Der alte Fürst Alonzo war schwer erkrankt. »Ich gehe dem Tode entgegen,« sprach er zu seinem Arzte, »wie lange habe ich noch Zeit? Ich muß noch acht Tage leben, um meinen Sohn zu sehen, dann in Gottes Namen!«

»Ein Sterbender, der nicht sterben kann, bittet dich, ihm deine Verzeihung zu bringen. Ich bin bereit, deiner Mutter zu vergeben, wenn du sie in meine Arme führst,« so lautete Alonzo's Brief an Fernando, und dieser eilte in das Vaterhaus. Der alte Fürst, vom Finger des Todes gezeichnet, begehrte nach Lucia, die nur mehr ein Schatten ihrer selbst war.

Er umfaßte den Sohn. »Ich weiß Alles, aber ich verzeihe dir; Fernando, obgleich der Sohn meines Gärtners, soll mein Erbe werden.« Lucia stöhnte in heißer Qual auf.

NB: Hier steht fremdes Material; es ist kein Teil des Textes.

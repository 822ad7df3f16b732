use std::sync::Arc;

use axum::{
    Router,
    extract::{FromRef, Request},
    http::HeaderName,
    middleware::{self, Next},
    response::Response,
};
use utoipa::OpenApi;
use utoipa_swagger_ui::SwaggerUi;

use tower::ServiceBuilder;
use tower_http::{
    catch_panic::CatchPanicLayer,
    cors::{Any, CorsLayer},
    request_id::{MakeRequestUuid, PropagateRequestIdLayer, SetRequestIdLayer},
    trace::{DefaultOnResponse, TraceLayer},
};
use tracing::{Level, Span};

// --- Module Structure ---

pub mod auth;
pub mod config;
pub mod error;
pub mod handlers;
pub mod models;
pub mod password;
pub mod rate_limit;
pub mod repository;
pub mod services;
pub mod slug;

// Public routes with optional auth, and routes behind `auth_middleware`.
pub mod routes;
use auth::AuthUser;
use routes::{authenticated, public};

// --- Public Re-exports ---

pub use config::AppConfig;
pub use error::{AppError, AppResult};
pub use password::PasswordHasherConfig;
pub use rate_limit::{LoginRateLimiter, RateLimitConfig};
pub use repository::{MemoryRepository, PostgresRepository, RepositoryState};

/// ApiDoc
///
/// OpenAPI document assembled from the `#[utoipa::path]` handlers and the `ToSchema`
/// models. Served at `/api-docs/openapi.json`.
#[derive(OpenApi)]
#[openapi(
    paths(
        handlers::health, handlers::register_user, handlers::login_user,
        handlers::get_current_user, handlers::update_current_user, handlers::get_profile,
        handlers::list_articles, handlers::feed_articles, handlers::get_article,
        handlers::create_article,
        handlers::update_article, handlers::delete_article, handlers::favorite_article,
        handlers::unfavorite_article, handlers::list_comments, handlers::add_comment,
        handlers::delete_comment, handlers::list_tags
    ),
    components(
        schemas(
            models::RegisterUserRequest, models::RegisterUser, models::LoginUserRequest,
            models::LoginUser, models::UpdateUserRequest, models::UpdateUser,
            models::UserEnvelope, models::UserView, models::ProfileEnvelope, models::Profile,
            models::CreateArticleRequest, models::CreateArticle, models::UpdateArticleRequest,
            models::UpdateArticle, models::ArticleEnvelope, models::ArticleListEnvelope,
            models::ArticleView, models::CreateCommentRequest, models::CreateComment,
            models::CommentEnvelope, models::CommentListEnvelope, models::CommentView,
            models::TagListEnvelope, models::MessageResponse, error::ErrorEnvelope,
            handlers::HealthResponse,
        )
    ),
    tags(
        (name = "conduit", description = "Medium-style publishing API")
    )
)]
pub struct ApiDoc;

/// AppState
///
/// Shared, cheaply cloneable container for everything the handlers need. The rate
/// limiter is the only piece of mutable state and lives behind its own mutex.
#[derive(Clone)]
pub struct AppState {
    pub repo: RepositoryState,
    pub config: AppConfig,
    pub hasher: PasswordHasherConfig,
    pub login_limiter: Arc<LoginRateLimiter>,
}

impl AppState {
    /// Builds the state with the default login limit of five attempts per minute.
    pub fn new(repo: RepositoryState, config: AppConfig) -> Self {
        Self {
            hasher: PasswordHasherConfig::new(config.password_hash_cost),
            login_limiter: Arc::new(LoginRateLimiter::new(RateLimitConfig::default())),
            repo,
            config,
        }
    }
}

// --- Axum FromRef Extractor Implementations ---

impl FromRef<AppState> for RepositoryState {
    fn from_ref(app_state: &AppState) -> RepositoryState {
        app_state.repo.clone()
    }
}

impl FromRef<AppState> for AppConfig {
    fn from_ref(app_state: &AppState) -> AppConfig {
        app_state.config.clone()
    }
}

/// auth_middleware
///
/// Guards `authenticated_routes`. A failed `AuthUser` extraction rejects the request with
/// the 401 envelope before any handler runs; on success the identity is stored in the
/// request extensions so the handler's own `AuthUser` does not hit the database again.
async fn auth_middleware(auth_user: AuthUser, mut request: Request, next: Next) -> Response {
    request.extensions_mut().insert(auth_user);
    next.run(request).await
}

/// create_router
///
/// Assembles every route, the auth layer, error shaping and the observability stack.
pub fn create_router(state: AppState) -> Router {
    let cors = CorsLayer::new()
        .allow_methods(Any)
        .allow_origin(Any)
        .allow_headers(Any);

    let x_request_id = HeaderName::from_static("x-request-id");

    let base_router = Router::new()
        .merge(SwaggerUi::new("/swagger-ui").url("/api-docs/openapi.json", ApiDoc::openapi()))
        .merge(public::public_routes())
        .merge(
            authenticated::authenticated_routes().route_layer(middleware::from_fn_with_state(
                state.clone(),
                auth_middleware,
            )),
        )
        .fallback(error::route_not_found)
        .with_state(state);

    base_router
        // Innermost: a panicking handler still answers with the 500 envelope.
        .layer(CatchPanicLayer::custom(error::panic_response))
        .layer(middleware::from_fn(error::stamp_error_path))
        .layer(
            ServiceBuilder::new()
                .layer(SetRequestIdLayer::new(x_request_id.clone(), MakeRequestUuid))
                .layer(
                    TraceLayer::new_for_http()
                        .make_span_with(trace_span_logger)
                        .on_response(
                            DefaultOnResponse::new()
                                .level(Level::INFO)
                                .latency_unit(tower_http::LatencyUnit::Millis),
                        ),
                )
                .layer(PropagateRequestIdLayer::new(x_request_id)),
        )
        .layer(cors)
}

/// trace_span_logger
///
/// Opens the `http_request` span for `TraceLayer`, tagged with method, URI and the
/// request id set by `SetRequestIdLayer`.
fn trace_span_logger(request: &axum::http::Request<axum::body::Body>) -> Span {
    let request_id = request
        .headers()
        .get("x-request-id")
        .and_then(|value| value.to_str().ok())
        .unwrap_or("unknown");

    tracing::info_span!(
        "http_request",
        method = ?request.method(),
        uri = ?request.uri(),
        req_id = %request_id,
    )
}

»Alonzo, ich danke dir, seit ich dir die Treue brach, war mein Leben nur noch ein einziger Tag der Reue, aber der Mann, dem ich erlag, trug das niedere Gewand nur aus Liebe zu mir. Der Marquis Sylva und nicht dein Diener ist der Vater Fernando's. Genug der Lüge zwischen uns.«

Die letzten Lebenstage des Fürsten verflossen beinahe heiter. Er besprach mit Fernando seinen letzten Willen und errichtete großartige Stiftungen. Sein Palais mit allen Kunstschätzen vermachte er der Stadt. Viele Millionen wurden für ein Hospital bestimmt. Es bleibt noch genug für dich, meinen Erben,« sagte der Fürst zu Fernando.

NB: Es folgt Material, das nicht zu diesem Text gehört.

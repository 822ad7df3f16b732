use std::sync::LazyLock;

use regex::Regex;

static DISALLOWED: LazyLock<Regex> =
    LazyLock::new(|| Regex::new(r"[^A-Za-z0-9_\s-]").expect("static regex"));
static SEPARATORS: LazyLock<Regex> =
    LazyLock::new(|| Regex::new(r"[\s_-]+").expect("static regex"));

/// Derives the base slug for an article title.
///
/// Lowercases and trims, drops everything except ASCII word characters, whitespace and
/// hyphens, then collapses separator runs into a single `-` and trims hyphens from both
/// ends. May return an empty string for titles with no usable characters.
pub fn slugify(title: &str) -> String {
    let lowered = title.to_lowercase();
    let stripped = DISALLOWED.replace_all(lowered.trim(), "");
    let joined = SEPARATORS.replace_all(&stripped, "-");
    joined.trim_matches('-').to_string()
}

/// The `n`th disambiguated form of `base`. `0` is the base slug itself.
pub fn candidate(base: &str, n: u32) -> String {
    if n == 0 {
        base.to_string()
    } else {
        format!("{base}-{n}")
    }
}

Als der Sarg Alonzo's in dem Gewölbe der fürstlichen Gruft beigesetzt war, erschien der Sachwalter des Fürsten bei Fernando, der sich in dem Besitz des märchenhaften Vermögens von 300 Millionen sah. Der junge Erbe war mehr erschrocken als erfreut und das sonderbare Ereigniß, welches nun eintrat, versetzte die Welt in Erstaunen. Fernando entsagte der Millionen-Erbschaft und ließ sie auf seine Mutter übertragen. Lucia kannte die Energie des Sohnes, sie durfte sich nicht sträuben, die Erbschaft anzunehmen. Fernando behielt nur eine mäßige Summe für sich.

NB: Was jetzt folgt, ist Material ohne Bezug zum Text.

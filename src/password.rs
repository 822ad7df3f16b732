//! Password hashing and verification.
//!
//! Argon2id with a per-password random salt, stored as a PHC string. The iteration
//! count comes from `PASSWORD_HASH_COST`; memory and parallelism stay at the crate's
//! recommended defaults.

use std::fmt;

use argon2::{
    Algorithm, Argon2, Params, PasswordHash, PasswordHasher, PasswordVerifier, Version,
    password_hash::SaltString,
};
use rand::rngs::OsRng;
use thiserror::Error;
use zeroize::{Zeroize, ZeroizeOnDrop};

#[derive(Debug, Error)]
pub enum PasswordError {
    #[error("invalid argon2 parameters: {0}")]
    InvalidParams(String),

    #[error("password hashing failed: {0}")]
    HashingFailed(String),

    #[error("stored password hash is not a valid PHC string")]
    InvalidHashFormat,

    #[error("password hashing task was cancelled")]
    TaskCancelled,
}

/// Clear text password, wiped from memory on drop. Debug output is redacted.
#[derive(Zeroize, ZeroizeOnDrop)]
pub struct ClearTextPassword(String);

impl ClearTextPassword {
    pub fn new(raw: impl Into<String>) -> Self {
        Self(raw.into())
    }

    fn as_bytes(&self) -> &[u8] {
        self.0.as_bytes()
    }
}

impl fmt::Debug for ClearTextPassword {
    fn fmt(&self, f: &mut fmt::Formatter<'_>) -> fmt::Result {
        f.debug_tuple("ClearTextPassword")
            .field(&"[REDACTED]")
            .finish()
    }
}

/// Argon2id hash in PHC string format. Safe to persist.
#[derive(Clone, PartialEq, Eq)]
pub struct HashedPassword {
    hash: String,
}

impl HashedPassword {
    /// Wraps a PHC string loaded from storage, rejecting anything that does not parse.
    pub fn from_phc_string(s: impl Into<String>) -> Result<Self, PasswordError> {
        let hash = s.into();
        PasswordHash::new(&hash).map_err(|_| PasswordError::InvalidHashFormat)?;
        Ok(Self { hash })
    }

    pub fn as_phc_string(&self) -> &str {
        &self.hash
    }

    pub fn into_phc_string(self) -> String {
        self.hash
    }

    /// Constant-time verification. The parameters are read back from the PHC string,
    /// so hashes created under an older cost still verify.
    pub fn verify(&self, password: &ClearTextPassword) -> bool {
        let Ok(parsed) = PasswordHash::new(&self.hash) else {
            return false;
        };
        Argon2::default()
            .verify_password(password.as_bytes(), &parsed)
            .is_ok()
    }
}

impl fmt::Debug for HashedPassword {
    fn fmt(&self, f: &mut fmt::Formatter<'_>) -> fmt::Result {
        f.debug_struct("HashedPassword")
            .field("hash", &"[HASH]")
            .finish()
    }
}

/// PasswordHasherConfig
///
/// Cost-parameterised Argon2id hasher shared through application state.
#[derive(Clone, Copy, Debug)]
pub struct PasswordHasherConfig {
    cost: u32,
}

impl PasswordHasherConfig {
    pub fn new(cost: u32) -> Self {
        Self { cost }
    }

    fn argon2(&self) -> Result<Argon2<'static>, PasswordError> {
        let params = Params::new(
            Params::DEFAULT_M_COST,
            self.cost,
            Params::DEFAULT_P_COST,
            None,
        )
        .map_err(|e| PasswordError::InvalidParams(e.to_string()))?;
        Ok(Argon2::new(Algorithm::Argon2id, Version::V0x13, params))
    }

    pub fn hash(&self, password: &ClearTextPassword) -> Result<HashedPassword, PasswordError> {
        let salt = SaltString::generate(&mut OsRng);
        let hash = self
            .argon2()?
            .hash_password(password.as_bytes(), &salt)
            .map_err(|e| PasswordError::HashingFailed(e.to_string()))?;
        Ok(HashedPassword {
            hash: hash.to_string(),
        })
    }

    /// Hashes on the blocking pool so a slow hash never stalls the async workers.
    pub async fn hash_blocking(
        self,
        password: ClearTextPassword,
    ) -> Result<HashedPassword, PasswordError> {
        tokio::task::spawn_blocking(move || self.hash(&password))
            .await
            .map_err(|_| PasswordError::TaskCancelled)?
    }

    pub async fn verify_blocking(
        hashed: HashedPassword,
        password: ClearTextPassword,
    ) -> Result<bool, PasswordError> {
        tokio::task::spawn_blocking(move || hashed.verify(&password))
            .await
            .map_err(|_| PasswordError::TaskCancelled)
    }
}

#[cfg(test)]
mod tests {
    use super::*;

    #[test]
    fn hash_then_verify() {
        let hasher = PasswordHasherConfig::new(1);
        let hashed = hasher.hash(&ClearTextPassword::new("correct horse")).unwrap();

        assert!(hashed.as_phc_string().starts_with("$argon2id$"));
        assert!(hashed.verify(&ClearTextPassword::new("correct horse")));
        assert!(!hashed.verify(&ClearTextPassword::new("battery staple")));
    }

    #[test]
    fn salts_differ_between_hashes() {
        let hasher = PasswordHasherConfig::new(1);
        let a = hasher.hash(&ClearTextPassword::new("same")).unwrap();
        let b = hasher.hash(&ClearTextPassword::new("same")).unwrap();
        assert_ne!(a, b);
    }

    #[test]
    fn cost_is_recorded_in_the_phc_string() {
        let hashed = PasswordHasherConfig::new(3)
            .hash(&ClearTextPassword::new("pw"))
            .unwrap();
        assert!(hashed.as_phc_string().contains("t=3"));
    }

    #[test]
    fn rejects_malformed_phc_strings() {
        assert!(HashedPassword::from_phc_string("not-a-phc-string").is_err());
    }

    #[test]
    fn debug_output_is_redacted() {
        let password = ClearTextPassword::new("hunter2");
        assert!(!format!("{password:?}").contains("hunter2"));
    }
}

Durch den alten Fürsten dazu bewogen, warb Fernando um Ines de Sylva Rio. Ein sonderbarer Zufall führte den Sohn Sylva's mit dessen Nichte in Liebe zusammen.

Die alte Fürstin ist sehr fromm geworden, die Kirche und die Armen segnen ihre milde Hand.

Vor einiger Zeit wies sie dem heiligen Vater die Einkünfte aus zwei Herrschaften in Italien für immerwährende Zeiten zu. Sie lebt in vollkommener Harmonie mit ihrem Sohne, dessen glückliche Ehe mit Kindern gesegnet ist, die dem Namen des Fürsten Alonzo eine neue Blüthe versprechen.

Und der Schluß dieser wahren Geschichte?

Nun, das Resultat ist ein glänzendes Palais mehr in Paris; Fernando ist noch immer ein strebsamer Gelehrter, aber dabei ein heiterer Weltmann und Ines trägt Diamanten und Toiletten, wie sie ihres Vermögens und ihrer Schönheit würdig sind.